It all started for optometrists at Ohio State on Sept. 16, 1914.
That’s when the Ohio State College of Optometry had its first day of classes, with 16 men enrolled in a two-year applied-optics program, said Dr. Karla Zadnik, dean of the College of Optometry, during the college’s centennial gala Friday evening.
Now the college receives about 600 applications annually from around the globe, and only 64 students are accepted per year to receive a four-year doctoral degree, said Dr. Robert Newcomb, professor emeritus and historian of the College of Optometry.
In between then and now was the development of optometry into a niche of its own in the medical campus.
“(The progress in this last century) really mirrors the profession of optometry as a whole.
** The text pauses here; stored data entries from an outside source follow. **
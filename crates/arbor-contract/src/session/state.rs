//! Prefix-based state scoping.
//!
//! State keys route to one of four stores by prefix: `app:` is shared across
//! all users of an app, `user:` across all sessions of one user, `temp:`
//! lives only for the current invocation and is never persisted, and
//! unprefixed keys are session-local.

use serde_json::Value;
use std::collections::HashMap;

/// Flat key/value state map.
pub type StateMap = HashMap<String, Value>;

pub const APP_PREFIX: &str = "app:";
pub const USER_PREFIX: &str = "user:";
pub const TEMP_PREFIX: &str = "temp:";

/// Storage scope of a state key.
#[derive(Debug, Clone, Copy, PartialEq, Eq)]
pub enum StateScope {
    App,
    User,
    Temp,
    Session,
}

/// Resolve the scope of a key by prefix.
pub fn scope_of(key: &str) -> StateScope {
    if key.starts_with(APP_PREFIX) {
        StateScope::App
    } else if key.starts_with(USER_PREFIX) {
        StateScope::User
    } else if key.starts_with(TEMP_PREFIX) {
        StateScope::Temp
    } else {
        StateScope::Session
    }
}

/// A state delta sliced by scope, prefixes stripped. `temp:` keys are gone.
#[derive(Debug, Clone, Default, PartialEq)]
pub struct ScopedDeltas {
    pub app: StateMap,
    pub user: StateMap,
    pub session: StateMap,
}

impl ScopedDeltas {
    pub fn is_empty(&self) -> bool {
        self.app.is_empty() && self.user.is_empty() && self.session.is_empty()
    }
}

/// Slice a delta into per-scope maps. App/user prefixes are stripped,
/// `temp:` keys are discarded, session keys pass through.
pub fn extract_deltas(delta: &StateMap) -> ScopedDeltas {
    let mut out = ScopedDeltas::default();
    for (key, value) in delta {
        match scope_of(key) {
            StateScope::App => {
                out.app
                    .insert(key[APP_PREFIX.len()..].to_string(), value.clone());
            }
            StateScope::User => {
                out.user
                    .insert(key[USER_PREFIX.len()..].to_string(), value.clone());
            }
            StateScope::Temp => {}
            StateScope::Session => {
                out.session.insert(key.clone(), value.clone());
            }
        }
    }
    out
}

/// Rebuild the merged view a session read exposes: prefixes re-attached,
/// session keys passing through. `temp:` keys never appear.
pub fn merge_states(app: &StateMap, user: &StateMap, session: &StateMap) -> StateMap {
    let mut merged = StateMap::with_capacity(app.len() + user.len() + session.len());
    for (key, value) in app {
        merged.insert(format!("{APP_PREFIX}{key}"), value.clone());
    }
    for (key, value) in user {
        merged.insert(format!("{USER_PREFIX}{key}"), value.clone());
    }
    for (key, value) in session {
        merged.insert(key.clone(), value.clone());
    }
    merged
}

/// A copy of the delta with every `temp:` key removed.
pub fn trim_temp_delta(delta: &StateMap) -> StateMap {
    delta
        .iter()
        .filter(|(key, _)| scope_of(key) != StateScope::Temp)
        .map(|(key, value)| (key.clone(), value.clone()))
        .collect()
}

#[cfg(test)]
mod tests {
    use super::*;
    use serde_json::json;

    fn sample() -> StateMap {
        [
            ("app:model".to_string(), json!("gpt")),
            ("user:plan".to_string(), json!("pro")),
            ("temp:scratch".to_string(), json!(42)),
            ("counter".to_string(), json!(1)),
        ]
        .into_iter()
        .collect()
    }

    #[test]
    fn scope_routing() {
        assert_eq!(scope_of("app:x"), StateScope::App);
        assert_eq!(scope_of("user:x"), StateScope::User);
        assert_eq!(scope_of("temp:x"), StateScope::Temp);
        assert_eq!(scope_of("x"), StateScope::Session);
    }

    #[test]
    fn extract_strips_prefixes_and_drops_temp() {
        let deltas = extract_deltas(&sample());
        assert_eq!(deltas.app["model"], json!("gpt"));
        assert_eq!(deltas.user["plan"], json!("pro"));
        assert_eq!(deltas.session["counter"], json!(1));
        assert_eq!(deltas.app.len(), 1);
        assert_eq!(deltas.user.len(), 1);
        assert_eq!(deltas.session.len(), 1);
    }

    #[test]
    fn merge_reattaches_prefixes() {
        let deltas = extract_deltas(&sample());
        let merged = merge_states(&deltas.app, &deltas.user, &deltas.session);
        assert_eq!(merged["app:model"], json!("gpt"));
        assert_eq!(merged["user:plan"], json!("pro"));
        assert_eq!(merged["counter"], json!(1));
        assert!(!merged.contains_key("temp:scratch"));
    }

    #[test]
    fn extract_merge_round_trip_minus_temp() {
        let input = sample();
        let deltas = extract_deltas(&input);
        let merged = merge_states(&deltas.app, &deltas.user, &deltas.session);
        let expected = trim_temp_delta(&input);
        assert_eq!(merged, expected);
    }

    #[test]
    fn trim_removes_only_temp() {
        let trimmed = trim_temp_delta(&sample());
        assert_eq!(trimmed.len(), 3);
        assert!(!trimmed.contains_key("temp:scratch"));
        assert!(trimmed.contains_key("app:model"));
    }
}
Optometrists have gone from working in jewelry stores to people giving prescription glasses to primary healthcare physicians who diagnose and treat all aspects of vision,” Zadnik said.
And it seems they’re not done yet.
Zadnik and others at the College of Optometry expect to see even more progress in the next 100 years.
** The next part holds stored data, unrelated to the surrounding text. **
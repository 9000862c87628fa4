//! The arbor execution engine: per-agent LLM↔tool loop, agent kinds, and
//! the plugin-aware runner over the session service.

pub mod agents;
mod control;
mod flow;
pub mod metrics;
pub mod runner;

pub use agents::{
    AgentCallback, CustomAgent, LlmAgent, LoopAgent, ParallelAgent, RunFn, SequentialAgent,
};
pub use metrics::{InMemorySink, Metrics, MetricsPlugin, MetricsSink, ModelSpan, ToolSpan};
pub use runner::{Runner, RunnerError};

/// Common imports for building on the runtime.
pub mod prelude {
    pub use crate::{
        CustomAgent, InMemorySink, LlmAgent, LoopAgent, MetricsPlugin, ParallelAgent, Runner,
        SequentialAgent,
    };
    pub use arbor_contract::{
        Agent, ArtifactService, CallbackContext, Content, Event, EventActions, EventStream,
        FunctionCall, FunctionDeclaration, FunctionResponse, FunctionTool, GetSessionConfig,
        InvocationContext, LlmRequest, LlmResponse, MemoryService, Model, ModelError, Part, Plugin,
        PluginChain, Role, RunConfig, Session, SessionService, Tool, ToolContext, ToolError,
        Toolset, TypedTool,
    };
}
“Optometrists are going to become specialized and we will have people focused on various clinical aspects, binocular vision, sports injuries, perceptual problems, and the list goes on,” Newcomb said.
Ph.D. students are expected to do research in vision science and become leaders in the profession at OSU and beyond, he said.
With continual development in vision science through research and academic studies, some optometry students said they plan to change some of the misconceptions that existed in the field’s beginning.
“The biggest misconception is that (optometry) is just contact lenses and glasses, and this is what is changing from years ago to the future,” said Hafsa Mohiuddin, a first-year graduate student in optometry.
Harmin Chima, a fourth-year in optometry, said he would like to see a greater awareness about eye health in the next century.
“I would like to see (in the coming years) a greater awareness in the importance of ocular health, especially in a public standpoint,” he said. “We typically neglect problems until it gets bad, and optometrists are part of the solution to preventing that.”
Others, like first-year optometry student Brian Rashid, said it’s nice to belong to a college with strong academics and traditions.
“It’s so cool to be a part of a college that is not only academically reputable, but has tradition and culture within it specifically and at Ohio State as a whole,” he said.
The college celebrated its accomplishments and 100th birthday Friday night with 850 guests, including students, alumni and community members, Zadnik said.
Alumni and past deans gave speeches, and guests heard a performance from the OSU Marching Band. Brutus Buckeye made an appearance as well.
“This program is a great experience because of the strong faculty and alumni, all who are involved on a national level in terms of research and academics,” Chima said.
The College of Optometry is not alone in celebration.
The OSU College of Medicine and College of Nursing are also celebrating centennials this year. A commemorative event will be held in November to honor the health sciences trio, Newcomb said.